One of the things I took away from last month’s Looking Back was re-committing to my morning journal and prayer practice. The practice had evolved since I retired (morning practice time? wow!), and then Marc (what’s morning quiet time?!), and then SAH/COVID. Marc and I started walking together (which takes a lot more time than the treadmill/pilates routine I’d just started to embrace), I found it hard to sit still and focus on much of anything, let alone close my eyes and quiet my mind for 20 minutes, I expanded my Instagram follows to include more voices, we hosted the little boys for two days each week … and I gave myself space to be ok with all of that. I kept up bits and pieces of the practice, but gave myself all kinds of permission to let other parts fall away. There were days I skipped all of it and it was ok. and still. the days I made time – even if it wasn’t the dark-early morning time I love – to do all of it were my better days.

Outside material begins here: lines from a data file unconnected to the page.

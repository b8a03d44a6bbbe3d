use alloy::hex;
use alloy::primitives::{Address, B256};
use async_trait::async_trait;
use chrono::{DateTime, Utc};
use rust_decimal::Decimal;
use sqlx::PgPool;
use uuid::Uuid;

use crate::models::intent::PENDING_EXPIRED;
use crate::models::{CopyIntent, IntentStatus, Side};

use super::{ClaimResult, ExecutionRecord, IntentRecord, IntentStore, StoreError};

#[derive(Debug, sqlx::FromRow)]
struct IntentRow {
    idempotency_key: String,
    config_id: Uuid,
    proxy_address: String,
    token_id: String,
    copy_side: String,
    copy_size: Decimal,
    status: String,
    attempt: i32,
    error_message: Option<String>,
    order_id: Option<String>,
    tx_hash: Option<String>,
    fill_price: Option<Decimal>,
    expires_at: DateTime<Utc>,
    executed_at: Option<DateTime<Utc>>,
}

impl TryFrom<IntentRow> for IntentRecord {
    type Error = StoreError;

    fn try_from(row: IntentRow) -> Result<Self, Self::Error> {
        let invalid = |what: &str, value: &str| StoreError::InvalidRow(format!("{what} {value:?} in {}", row.idempotency_key));

        Ok(IntentRecord {
            proxy_address: row
                .proxy_address
                .parse::<Address>()
                .map_err(|_| invalid("proxy_address", &row.proxy_address))?,
            copy_side: Side::from_api_str(&row.copy_side).ok_or_else(|| invalid("copy_side", &row.copy_side))?,
            status: row
                .status
                .parse::<IntentStatus>()
                .map_err(|_| invalid("status", &row.status))?,
            tx_hash: match &row.tx_hash {
                Some(h) => Some(h.parse::<B256>().map_err(|_| invalid("tx_hash", h))?),
                None => None,
            },
            attempt: row.attempt.max(0) as u32,
            config_id: row.config_id,
            token_id: row.token_id.clone(),
            copy_size_usd: row.copy_size,
            error_message: row.error_message.clone(),
            order_id: row.order_id.clone(),
            fill_price: row.fill_price,
            expires_at: row.expires_at,
            executed_at: row.executed_at,
            idempotency_key: row.idempotency_key.clone(),
        })
    }
}

const SELECT_COLUMNS: &str = r#"
    idempotency_key, config_id, proxy_address, token_id, copy_side, copy_size, status,
    attempt, error_message, order_id, tx_hash, fill_price, expires_at, executed_at
"#;

/// `copy_trades` in Postgres.
#[derive(Clone)]
pub struct PgIntentStore {
    pool: PgPool,
}

impl PgIntentStore {
    pub fn new(pool: PgPool) -> Self {
        Self { pool }
    }
}

#[async_trait]
impl IntentStore for PgIntentStore {
    async fn insert(&self, intent: &CopyIntent) -> Result<bool, StoreError> {
        let result = sqlx::query(
            r#"
            INSERT INTO copy_trades (
                idempotency_key, config_id, wallet_address, proxy_address, trader_address,
                token_id, copy_side, copy_size, leader_price, leader_tx_hash, source,
                status, attempt, expires_at
            )
            VALUES ($1, $2, $3, $4, $5, $6, $7, $8, $9, $10, $11, 'PENDING', $12, $13)
            ON CONFLICT (idempotency_key) DO NOTHING
            "#,
        )
        .bind(&intent.idempotency_key)
        .bind(intent.config_id)
        .bind(hex::encode_prefixed(intent.wallet_address))
        .bind(hex::encode_prefixed(intent.proxy_address))
        .bind(hex::encode_prefixed(intent.trader_address))
        .bind(&intent.token_id)
        .bind(intent.copy_side.as_str())
        .bind(intent.copy_size_usd)
        .bind(intent.leader_price)
        .bind(intent.leader_tx_hash.map(hex::encode_prefixed))
        .bind(intent.source.as_str())
        .bind(intent.attempt as i32)
        .bind(intent.expires_at)
        .execute(&self.pool)
        .await?;

        Ok(result.rows_affected() == 1)
    }

    async fn begin_processing(&self, key: &str, now: DateTime<Utc>) -> Result<ClaimResult, StoreError> {
        let claimed = sqlx::query(
            r#"
            UPDATE copy_trades
            SET status = 'PROCESSING', updated_at = NOW()
            WHERE idempotency_key = $1 AND status = 'PENDING' AND expires_at > $2
            "#,
        )
        .bind(key)
        .bind(now)
        .execute(&self.pool)
        .await?;
        if claimed.rows_affected() == 1 {
            return Ok(ClaimResult::Claimed);
        }

        let expired = sqlx::query(
            r#"
            UPDATE copy_trades
            SET status = 'EXPIRED', error_message = $2, updated_at = NOW()
            WHERE idempotency_key = $1 AND status = 'PENDING' AND expires_at <= $3
            "#,
        )
        .bind(key)
        .bind(PENDING_EXPIRED)
        .bind(now)
        .execute(&self.pool)
        .await?;
        if expired.rows_affected() == 1 {
            return Ok(ClaimResult::Expired);
        }

        let status: Option<(String,)> = sqlx::query_as("SELECT status FROM copy_trades WHERE idempotency_key = $1")
            .bind(key)
            .fetch_optional(&self.pool)
            .await?;

        match status {
            Some((status,)) => {
                let status = status
                    .parse::<IntentStatus>()
                    .map_err(|e| StoreError::InvalidRow(e.to_string()))?;
                Ok(ClaimResult::NotClaimable(status))
            }
            None => Ok(ClaimResult::Missing),
        }
    }

    async fn mark_executed(&self, key: &str, record: &ExecutionRecord) -> Result<(), StoreError> {
        sqlx::query(
            r#"
            UPDATE copy_trades
            SET status = 'EXECUTED', order_id = $2, tx_hash = $3, fill_price = $4,
                filled_shares = $5, execution_path = $6, error_message = NULL,
                executed_at = NOW(), updated_at = NOW()
            WHERE idempotency_key = $1
            "#,
        )
        .bind(key)
        .bind(&record.order_id)
        .bind(record.tx_hash.map(hex::encode_prefixed))
        .bind(record.fill_price)
        .bind(record.filled_shares)
        .bind(record.path.map(|p| p.as_str()))
        .execute(&self.pool)
        .await?;

        Ok(())
    }

    async fn mark_failed(&self, key: &str, reason: &str) -> Result<(), StoreError> {
        sqlx::query(
            r#"
            UPDATE copy_trades
            SET status = 'FAILED', error_message = $2, updated_at = NOW()
            WHERE idempotency_key = $1 AND status <> 'EXECUTED'
            "#,
        )
        .bind(key)
        .bind(reason)
        .execute(&self.pool)
        .await?;

        Ok(())
    }

    async fn release(&self, key: &str, reason: &str) -> Result<(), StoreError> {
        sqlx::query(
            r#"
            UPDATE copy_trades
            SET status = 'PENDING', attempt = attempt + 1, error_message = $2, updated_at = NOW()
            WHERE idempotency_key = $1 AND status = 'PROCESSING'
            "#,
        )
        .bind(key)
        .bind(reason)
        .execute(&self.pool)
        .await?;

        Ok(())
    }

    async fn reopen(&self, key: &str, expires_at: DateTime<Utc>) -> Result<bool, StoreError> {
        let result = sqlx::query(
            r#"
            UPDATE copy_trades
            SET status = 'PENDING', expires_at = $2, updated_at = NOW()
            WHERE idempotency_key = $1 AND status IN ('FAILED', 'EXPIRED')
            "#,
        )
        .bind(key)
        .bind(expires_at)
        .execute(&self.pool)
        .await?;

        Ok(result.rows_affected() == 1)
    }

    async fn expire_pending(&self, now: DateTime<Utc>, batch: i64) -> Result<Vec<String>, StoreError> {
        let rows: Vec<(String,)> = sqlx::query_as(
            r#"
            UPDATE copy_trades
            SET status = 'FAILED', error_message = $2, updated_at = NOW()
            WHERE id IN (
                SELECT id FROM copy_trades
                WHERE status = 'PENDING' AND expires_at <= $1
                ORDER BY expires_at
                LIMIT $3
                FOR UPDATE SKIP LOCKED
            )
            RETURNING idempotency_key
            "#,
        )
        .bind(now)
        .bind(PENDING_EXPIRED)
        .bind(batch)
        .fetch_all(&self.pool)
        .await?;

        Ok(rows.into_iter().map(|(key,)| key).collect())
    }

    async fn get(&self, key: &str) -> Result<Option<IntentRecord>, StoreError> {
        let row = sqlx::query_as::<_, IntentRow>(&format!(
            "SELECT {SELECT_COLUMNS} FROM copy_trades WHERE idempotency_key = $1"
        ))
        .bind(key)
        .fetch_optional(&self.pool)
        .await?;

        row.map(IntentRecord::try_from).transpose()
    }
}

Mostly as a way to tell a piece of my story right now and a little bit thinking y’all might find something helpful here, too – I’m going to share what “my practice” looks like on the best days, the resources I use regularly, and a few recent finds that y’all might find helpful too.
My days ALWAYS begin with a cup of coffee and Instagram. My feed is full of inspiration and thought-provoking images. I try to limit the rabbit holes and have started snagging a screen shot of something (yarn, a pattern, a book/author/podcast, a new-to-me feed, a news item) so I can follow-up later (it’s funny – some days I see those screen shots and simply delete them – the desire to fall down the rabbit hole has passed).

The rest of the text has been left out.